Salut Jeroen, il y a un mois tu étais aussi à Helsinki pour un reportage. C’était avant que les Russes n’attaquent l’Ukraine. La guerre affecte-t-elle les civils là-bas ?

« Dans les conversations avec les Finlandais, je remarque qu’un véritable tremblement de terre politique a eu lieu. De nombreux Finlandais à qui je parle sont désormais favorables à l’adhésion à l’OTAN. Les sondages montrent également une majorité en faveur de cela. C’était vraiment impensable avant.

« Il y a un mois, de nombreux Finlandais faisaient encore confiance à leur propre défense. Ils ne voulaient pas rejoindre l’OTAN, ils ne pensaient pas que c’était nécessaire. L’idée était qu’en utilisant leurs propres armements, ils pourraient suffisamment dissuader la Russie voisine.

« Cette analyse ne s’applique plus depuis l’invasion de l’Ukraine, il semble maintenant que les Russes ont effectivement envahi un pays voisin. De plus, les Finlandais voient que les Ukrainiens sont isolés du reste du monde. Personne n’ose intervenir militairement, d’ailleurs ce n’est pas nécessaire car ce n’est pas un Etat membre de l’OTAN. Ils ne veulent pas se retrouver dans la même position.”

Poutine menace à la fois la Finlande et la Suède de “conséquences politiques et militaires” si elles rejoignent l’OTAN. Comment réagissent-ils à cela ?

« C’est une menace qu’ils connaissent bien en Finlande et en Suède. Les pays n’ont jamais promis de ne pas rejoindre l’OTAN. Ils pensent que la Russie n’a rien à dire à ce sujet.

“Mais pour l’instant, la Finlande et la Suède avaient leurs propres raisons de ne pas nous rejoindre. Les Suédois étaient fiers de leur neutralité, ils ne voulaient pas prendre parti. Maintenant, cela semble peser moins lourd. Le sentiment a également changé là-bas.

« Ce qui est spécial, c’est qu’un tel glissement de terrain ne s’est pas produit après l’annexion de la Crimée par la Russie en 2014. Les images de l’invasion russe de l’Ukraine sont maintenant apparemment si puissantes qu’elles changent la situation d’un seul coup. Poutine réalise exactement ce qu’il ne voulait pas : il pousse les pays scandinaves plus loin dans les bras de l’Occident.

Dans le même temps, les menaces de Poutine semblent beaucoup plus réelles depuis l’invasion de l’Ukraine. Les Finlandais et les Suédois sont-ils prêts à une invasion ?

« La Finlande est prête depuis des années. Pour se protéger des agressions de leur voisin, ils ont toujours utilisé une défense solide. Ils ont acheté 70 autres avions de chasse il y a deux semaines. Et lorsque les Pays-Bas ont vendu deux cents chars il y a cinq ans, la Finlande était l’acheteur.

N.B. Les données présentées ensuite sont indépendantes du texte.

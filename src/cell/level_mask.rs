use std::ops::{BitOr, BitOrAssign};

/// Set of significant merkle levels of a cell.
///
/// Bit `i` is set when the cell has a distinct hash for level `i + 1`.
#[derive(Default, Copy, Clone, Eq, PartialEq, Hash)]
#[repr(transparent)]
pub struct LevelMask(u8);

impl LevelMask {
    /// Empty mask, used by all level zero cells.
    pub const EMPTY: Self = LevelMask(0);
    /// Max cell level.
    pub const MAX_LEVEL: u8 = 3;

    /// Constructs new level mask, truncating extra bits.
    #[inline(always)]
    pub const fn new(mask: u8) -> Self {
        Self(mask & 0b111)
    }

    /// Returns true if there are no levels in mask.
    #[inline(always)]
    pub const fn is_empty(self) -> bool {
        self.0 == 0
    }

    /// Creates a sufficient mask for the specified level.
    ///
    /// Levels greater than 3 produce the full mask.
    #[inline(always)]
    pub const fn from_level(level: u8) -> Self {
        Self(match level {
            0 => 0,
            1 => 1,
            2 => 3,
            _ => 7,
        })
    }

    /// Counts presented higher hashes.
    #[inline(always)]
    pub const fn level(self) -> u8 {
        self.0.count_ones() as u8
    }

    /// Computes hash index for the specified level.
    #[inline(always)]
    pub const fn hash_index(self, level: u8) -> u8 {
        Self(self.0 & Self::from_level(level).0).level()
    }

    /// Returns whether the specified level is included in the mask.
    #[inline(always)]
    pub const fn contains(self, level: u8) -> bool {
        level == 0 || (self.0 & (1 << (level - 1))) != 0
    }

    /// Creates a new mask, shifted by the offset.
    #[inline(always)]
    pub const fn virtualize(self, offset: u8) -> Self {
        Self(self.0 >> offset)
    }

    /// Encodes level mask as byte.
    #[inline]
    pub const fn to_byte(self) -> u8 {
        self.0
    }
}

impl PartialEq<u8> for LevelMask {
    #[inline]
    fn eq(&self, other: &u8) -> bool {
        self.0 == *other
    }
}

impl BitOr for LevelMask {
    type Output = Self;

    #[inline(always)]
    fn bitor(self, rhs: Self) -> Self::Output {
        Self(self.0 | rhs.0)
    }
}

impl BitOrAssign for LevelMask {
    #[inline(always)]
    fn bitor_assign(&mut self, rhs: Self) {
        self.0 |= rhs.0;
    }
}

impl From<LevelMask> for u8 {
    #[inline(always)]
    fn from(m: LevelMask) -> u8 {
        m.0
    }
}

impl std::fmt::Debug for LevelMask {
    fn fmt(&self, f: &mut std::fmt::Formatter<'_>) -> std::fmt::Result {
        f.write_fmt(format_args!("{:03b}", self.0))
    }
}

#[cfg(test)]
mod tests {
    use super::*;

    #[test]
    fn correct_level() {
        const LEVEL: [u8; 8] = [0, 1, 1, 2, 1, 2, 2, 3];

        for mask in 0b000..=0b111 {
            assert_eq!(LevelMask(mask).level(), LEVEL[mask as usize]);
        }
    }

    #[test]
    fn correct_hash_index() {
        const HASH_INDEX_TABLE: [[u8; 4]; 8] = [
            // index      // mask
            [0, 0, 0, 0], // 000
            [0, 1, 1, 1], // 001
            [0, 0, 1, 1], // 010
            [0, 1, 2, 2], // 011
            [0, 0, 0, 1], // 100
            [0, 1, 1, 2], // 101
            [0, 0, 1, 2], // 110
            [0, 1, 2, 3], // 111
        ];

        for mask in 0b000..=0b111 {
            let mask = LevelMask(mask);

            for i in 0..=3 {
                let hash_index = mask.hash_index(i);
                assert_eq!(hash_index, HASH_INDEX_TABLE[mask.0 as usize][i as usize]);
            }
        }
    }

    #[test]
    fn contains_and_virtualize() {
        let mask = LevelMask::new(0b101);
        assert!(mask.contains(0));
        assert!(mask.contains(1));
        assert!(!mask.contains(2));
        assert!(mask.contains(3));

        assert_eq!(mask.virtualize(1), LevelMask::new(0b10));
        assert_eq!(LevelMask::new(0xff), LevelMask::new(0b111));
        assert!(LevelMask::from_level(0).is_empty());
        assert_eq!(LevelMask::from_level(5), 0b111);
    }
}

« Le scénario n’a jamais été loin non plus pour la population. Qui à Helsinki a un complexe d’appartements de plus de 1 500 m2 construit, un abri anti-aérien supplémentaire doit être construit. Le Stockholm suédois, où je vis, est également mieux préparé que, par exemple, les Pays-Bas. Il y a un abri anti-aérien dans ma rue et un dépliant d’instructions en ligne intitulé « Que faire en temps de guerre » est disponible. Il est maintenant fortement téléchargé.

« Pourtant, un conflit semble encore loin. Après tout, il n’est pas vrai que les pays deviendront membres de l’OTAN demain, pour ainsi dire. Il y aura probablement un autre référendum là-dessus. De plus, si les pays décident d’adhérer, ils agiront conjointement pour limiter le risque de répercussions russes.

Comment la Norvège et le Danemark réagissent-ils aux menaces russes contre les autres pays scandinaves ?

« Vous pouvez voir que la Scandinavie est devenue encore plus unie. Les chefs de gouvernement volent constamment les uns vers les autres. Presque chaque jour, il y a une déclaration sur plus de coopération.

« De plus, quelque chose de très intéressant se passe au Danemark. Comme la Norvège, ce pays est membre de l’OTAN. Mais au sein de l’UE, il y a toujours eu un soi-disant opt-out dans le domaine de la défense, de sorte qu’ils n’ont pas eu à participer à des exercices militaires. Traditionnellement, le pays se voulait autonome, il ne voulait pas que ses forces armées soient absorbées dans un ensemble plus vaste.

«Ils semblent maintenant vouloir se débarrasser de cet opt-out. Il y aura même un référendum au Danemark le 1er juin. C’est un autre tremblement de terre politique que je vois aussi en Suède et en Finlande. C’est un signal fort pour Moscou. Les pays scandinaves semblent presque tous franchir une étape qui était auparavant impensable.